I've learned that eating fresh blueberries actually makes me happy. Kind of like snuggling with puppies or watching my little girl dance, fresh blueberries bring an involuntary rush of joy as soon as I see their rich, dark color and the pleasing way they look like art in a bowl, and after I taste their sweetness I can't help but smile because they just make me feel so good! It's not the 'good' of a yummy cupcake, either. It's not just a taste or indulgence or satisfying-an-urge thing. It transcends that.
I have learned that eating 2 free range chicken eggs with a fresh orange is every bit as good as my old favorite that I used to adore: 2 eggs, sausage, a buttered English muffin, and orange juice. I always felt kind of sick if I ate eggs alone, without carbs, but a fresh orange sure makes a wonderful side to my eggs in the morning! I think it's a new favorite. My body just sings after I eat that, and I feel energized and not sluggish.

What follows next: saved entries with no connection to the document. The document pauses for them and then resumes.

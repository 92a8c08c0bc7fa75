use std::fmt;

use crate::errors::*;

/// The declared type of a constructor parameter or field.
#[allow(missing_docs)]
#[derive(Eq, PartialEq, Debug, Clone, Copy)]
pub enum ValueType {
    Bool,
    Int,
    Long,
    Double,
    Text,
}

impl ValueType {
    pub(crate) fn name(self) -> &'static str {
        match self {
            ValueType::Bool => "bool",
            ValueType::Int => "int",
            ValueType::Long => "long",
            ValueType::Double => "double",
            ValueType::Text => "text",
        }
    }
}

impl fmt::Display for ValueType {
    fn fmt(&self, f: &mut fmt::Formatter) -> fmt::Result {
        f.write_str(self.name())
    }
}

/// A dynamically typed scalar produced by a query-result collaborator.
#[allow(missing_docs)]
#[derive(Debug, Clone, PartialEq)]
pub enum Value {
    Null,
    Bool(bool),
    Int(i32),
    Long(i64),
    Double(f64),
    Text(String),
}

impl Value {
    /// Name of the runtime type, used in cast error messages.
    pub fn type_name(&self) -> &'static str {
        match *self {
            Value::Null => "null",
            Value::Bool(_) => "bool",
            Value::Int(_) => "int",
            Value::Long(_) => "long",
            Value::Double(_) => "double",
            Value::Text(_) => "text",
        }
    }

    pub fn z(&self) -> Result<bool> {
        match *self {
            Value::Bool(b) => Ok(b),
            _ => Err(self.wrong_type("bool")),
        }
    }

    pub fn i(&self) -> Result<i32> {
        match *self {
            Value::Int(i) => Ok(i),
            _ => Err(self.wrong_type("int")),
        }
    }

    pub fn j(&self) -> Result<i64> {
        match *self {
            Value::Long(j) => Ok(j),
            _ => Err(self.wrong_type("long")),
        }
    }

    pub fn d(&self) -> Result<f64> {
        match *self {
            Value::Double(d) => Ok(d),
            _ => Err(self.wrong_type("double")),
        }
    }

    pub fn text(&self) -> Result<&str> {
        match *self {
            Value::Text(ref s) => Ok(s),
            _ => Err(self.wrong_type("text")),
        }
    }

    /// Converts the value to the declared type, applying implicit numeric
    /// widening and checked narrowing.
    ///
    /// `Int` widens to `Long` or `Double`, `Long` widens to `Double` and
    /// narrows to `Int` when the value fits. `Null` converts to nothing
    /// except itself. Everything else is a [`Error::TypeMismatch`].
    pub fn coerce(self, ty: ValueType) -> Result<Value> {
        let coerced = match (self, ty) {
            (Value::Null, _) => Value::Null,
            (Value::Bool(b), ValueType::Bool) => Value::Bool(b),
            (Value::Int(i), ValueType::Int) => Value::Int(i),
            (Value::Int(i), ValueType::Long) => Value::Long(i as i64),
            (Value::Int(i), ValueType::Double) => Value::Double(i as f64),
            (Value::Long(j), ValueType::Long) => Value::Long(j),
            (Value::Long(j), ValueType::Int) => match i32::try_from(j) {
                Ok(i) => Value::Int(i),
                Err(_) => return Err(wrong_type(ty.name(), "long")),
            },
            (Value::Long(j), ValueType::Double) => Value::Double(j as f64),
            (Value::Double(d), ValueType::Double) => Value::Double(d),
            (Value::Text(s), ValueType::Text) => Value::Text(s),
            (other, _) => return Err(wrong_type(ty.name(), other.type_name())),
        };
        Ok(coerced)
    }

    fn wrong_type(&self, expected: &'static str) -> Error {
        wrong_type(expected, self.type_name())
    }
}

fn wrong_type(expected: &'static str, actual: &'static str) -> Error {
    Error::TypeMismatch { expected, actual }
}

impl From<bool> for Value {
    fn from(other: bool) -> Self {
        Value::Bool(other)
    }
}

impl From<i32> for Value {
    fn from(other: i32) -> Self {
        Value::Int(other)
    }
}

impl From<i64> for Value {
    fn from(other: i64) -> Self {
        Value::Long(other)
    }
}

impl From<f64> for Value {
    fn from(other: f64) -> Self {
        Value::Double(other)
    }
}

impl From<&str> for Value {
    fn from(other: &str) -> Self {
        Value::Text(other.to_owned())
    }
}

impl From<String> for Value {
    fn from(other: String) -> Self {
        Value::Text(other)
    }
}

impl<T> From<Option<T>> for Value
where
    Value: From<T>,
{
    fn from(other: Option<T>) -> Self {
        match other {
            Some(v) => Value::from(v),
            None => Value::Null,
        }
    }
}
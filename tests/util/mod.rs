use rowbind::{Accessibility, ResultRow, Shape, Value, ValueType};

/// The canonical fixture: a constructible bean with one public constructor
/// parameter and one field that stays private to this module.
#[derive(Debug, Default, Clone, PartialEq)]
pub struct TestBean {
    pub id: i32,
    inaccessible: i32,
}

impl TestBean {
    #[allow(dead_code)]
    pub fn inaccessible(&self) -> i32 {
        self.inaccessible
    }
}

/// Shape for [`TestBean`]: `TestBean(id: Int = 0)` plus the private
/// `inaccessible: Int` field assigned after construction.
#[allow(dead_code)]
pub fn test_bean_shape() -> Shape<TestBean> {
    Shape::builder("TestBean")
        .param("id", ValueType::Int, Some(Value::Int(0)))
        .constructor(|args| {
            Ok(TestBean {
                id: args[0].i()?,
                ..TestBean::default()
            })
        })
        .field(
            "inaccessible",
            ValueType::Int,
            Accessibility::Private,
            |bean, v| {
                bean.inaccessible = v.i()?;
                Ok(())
            },
        )
        .finish()
        .expect("TestBean shape")
}

/// `select 1 as id, 2 as inaccessible`
#[allow(dead_code)]
pub fn test_bean_row() -> ResultRow {
    ResultRow::new()
        .with_column("id", 1)
        .with_column("inaccessible", 2)
}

I have noticed that I do not miss soda *at all.* I thought I was so hooked on diet sodas that I'd never get off. I thought heaven was in a can of Coke Zero and couldn't imagine trying to function without it. Yet within days of quitting, I had no desire for any of it. I much prefer cold, unsweetened tea or plain water with lemon.

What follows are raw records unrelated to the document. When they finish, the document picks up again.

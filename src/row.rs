use crate::value::Value;

/// One column of a result row: a name paired with a scalar value.
#[derive(Debug, Clone, PartialEq)]
pub struct Column {
    name: String,
    value: Value,
}

impl Column {
    /// The column name as reported by the data source.
    pub fn name(&self) -> &str {
        &self.name
    }

    /// The column value.
    pub fn value(&self) -> &Value {
        &self.value
    }
}

/// One record of a query result, as an ordered sequence of named columns.
///
/// Rows are immutable once built. Lookups scan columns in row order, so a
/// duplicated column name resolves to its first occurrence.
///
/// ```
/// use rowbind::{ResultRow, Value};
///
/// let row = ResultRow::new()
///     .with_column("id", 1)
///     .with_column("name", "apple");
/// assert_eq!(row.get("id"), Some(&Value::Int(1)));
/// ```
#[derive(Debug, Clone, PartialEq, Default)]
pub struct ResultRow {
    columns: Vec<Column>,
}

impl ResultRow {
    /// Creates an empty row.
    pub fn new() -> Self {
        ResultRow::default()
    }

    /// Appends a named column, consuming and returning the row.
    pub fn with_column(mut self, name: impl Into<String>, value: impl Into<Value>) -> Self {
        self.columns.push(Column {
            name: name.into(),
            value: value.into(),
        });
        self
    }

    /// Looks up a column value by exact name.
    pub fn get(&self, name: &str) -> Option<&Value> {
        self.columns
            .iter()
            .find(|c| c.name == name)
            .map(|c| &c.value)
    }

    /// Iterates over the columns in row order.
    pub fn columns(&self) -> impl Iterator<Item = &Column> {
        self.columns.iter()
    }

    /// Number of columns in the row.
    pub fn len(&self) -> usize {
        self.columns.len()
    }

    /// Whether the row has no columns.
    pub fn is_empty(&self) -> bool {
        self.columns.is_empty()
    }
}

#[cfg(test)]
mod test {
    use super::*;

    #[test]
    fn test_lookup_is_exact() {
        let row = ResultRow::new().with_column("id", 1);

        assert_eq!(row.get("id"), Some(&Value::Int(1)));
        assert_eq!(row.get("ID"), None);
        assert_eq!(row.get("missing"), None);
    }

    #[test]
    fn test_duplicate_names_resolve_first() {
        let row = ResultRow::new().with_column("id", 1).with_column("id", 2);

        assert_eq!(row.get("id"), Some(&Value::Int(1)));
        assert_eq!(row.len(), 2);
    }
}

I have seen the effects of sugar on my body now. Yes, I've had moments when I have eaten sugary treats in the last week, and while I knew before that sugar hurts me, it became *crystal clear* this time because the effects of sugar were immediate. As soon as I ate, I felt ill. My heart raced. I could literally feel my blood sugar running rampant. Then, I felt tired and sluggish and had zero energy in the afternoon to get anything done. And yes, my joints hurt. Badly. It was *very* acute this time, maybe because I ate sugar on an empty stomach. It just solidified my knowledge that those kinds of foods are harmful to my body.

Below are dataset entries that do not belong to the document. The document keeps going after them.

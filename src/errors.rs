use crate::shape::Accessibility;

/// Result type alias for mapping operations.
pub type Result<T> = std::result::Result<T, Error>;

/// Errors that can occur while mapping a result row to an object.
///
/// Every variant is fatal for the row being mapped: the operation is
/// all-or-nothing and no partial instance is ever returned.
#[derive(Debug, thiserror::Error)]
pub enum Error {
    /// A required constructor parameter has no matching column and no
    /// default value.
    #[error("no column matches required constructor parameter `{param}`")]
    MissingRequiredField {
        /// Name of the unmatched constructor parameter.
        param: String,
    },

    /// A column matched a non-public field while the accessibility policy
    /// forbids writing to it.
    #[error("cannot access a member `{member}` of class `{class_name}` with modifiers \"{modifiers}\"")]
    InaccessibleMember {
        /// Name of the shape whose member was rejected.
        class_name: String,
        /// Name of the rejected field.
        member: String,
        /// Java-style modifier string of the field, e.g. `private`.
        modifiers: &'static str,
    },

    /// A column value cannot be converted to the declared field type.
    #[error("Invalid value type cast: {expected}. Actual type: {actual}")]
    TypeMismatch {
        /// The declared type the value was asked to become.
        expected: &'static str,
        /// The actual runtime type of the value.
        actual: &'static str,
    },

    /// Strict matching is enabled and a column was consumed by neither a
    /// constructor parameter nor a field.
    #[error("column `{column}` matches no constructor parameter or field")]
    UnmatchedColumn {
        /// Name of the unconsumed column.
        column: String,
    },

    /// The shape describes nothing the mapper could construct or assign.
    #[error("shape `{class_name}` declares no constructor parameter or field")]
    UnmappableShape {
        /// Name of the rejected shape.
        class_name: String,
    },
}

impl Error {
    pub(crate) fn inaccessible(class_name: &str, member: &str, access: Accessibility) -> Self {
        Error::InaccessibleMember {
            class_name: class_name.to_owned(),
            member: member.to_owned(),
            modifiers: access.modifiers(),
        }
    }
}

I have found that overeating ANY food leaves me feeling bloated and yucky. I have learned that my stomach has a *much* smaller capacity than it did just a few years ago, and I stay full for longer. I actually need about half, or less, of the volume of food I used to need to feel satisfied. So I am learning to serve myself only half of what I *think* I want. It works beautifully; I am always full and satisfied with half. And I have seen that when I overindulge just because something tastes good (like the other night when I had seconds of pumpkin seeds mixed with dark chocolate chips), it sits in my stomach like a lump of lead and goes nowhere... NOWHERE... until the next morning. It SUCKS. It is an awful, sickening feeling like my stomach just cannot digest that amount of food when I eat well beyond fullness, especially if fat is involved. Even if I eat too much in the afternoon or at dinner, 5 hours later I am lying in bed feeling stuffed and uncomfortable. I prop myself with pillows and feel yucky and wake up tossing and turning from the lump in my stomach. And I wake up in the morning *not* hungry at all. I have learned I much prefer the alternative of going to bed nearly empty, after a decent (low carb) dinner at 6 and then a light, very light snack at 8 or 9 (100 calories or less). I sleep much more comfortably this way and wake up hungry. It's kind of crazy, because before I started blogging I always, *always* went to bed stuffed and slept propped up on pillows and woke up choking on my own reflux all night. It was *normal* to me. Learning to go to bed slightly hungry was something I began a few years ago and solidified on Medifast. Now *that* is my normal and I hate feeling otherwise.
I am taking this time to really pay attention to how I feel when I eat different things. I do read and think and learn from websites and books and scientists and "experts," but the most important learning is done right here, with myself.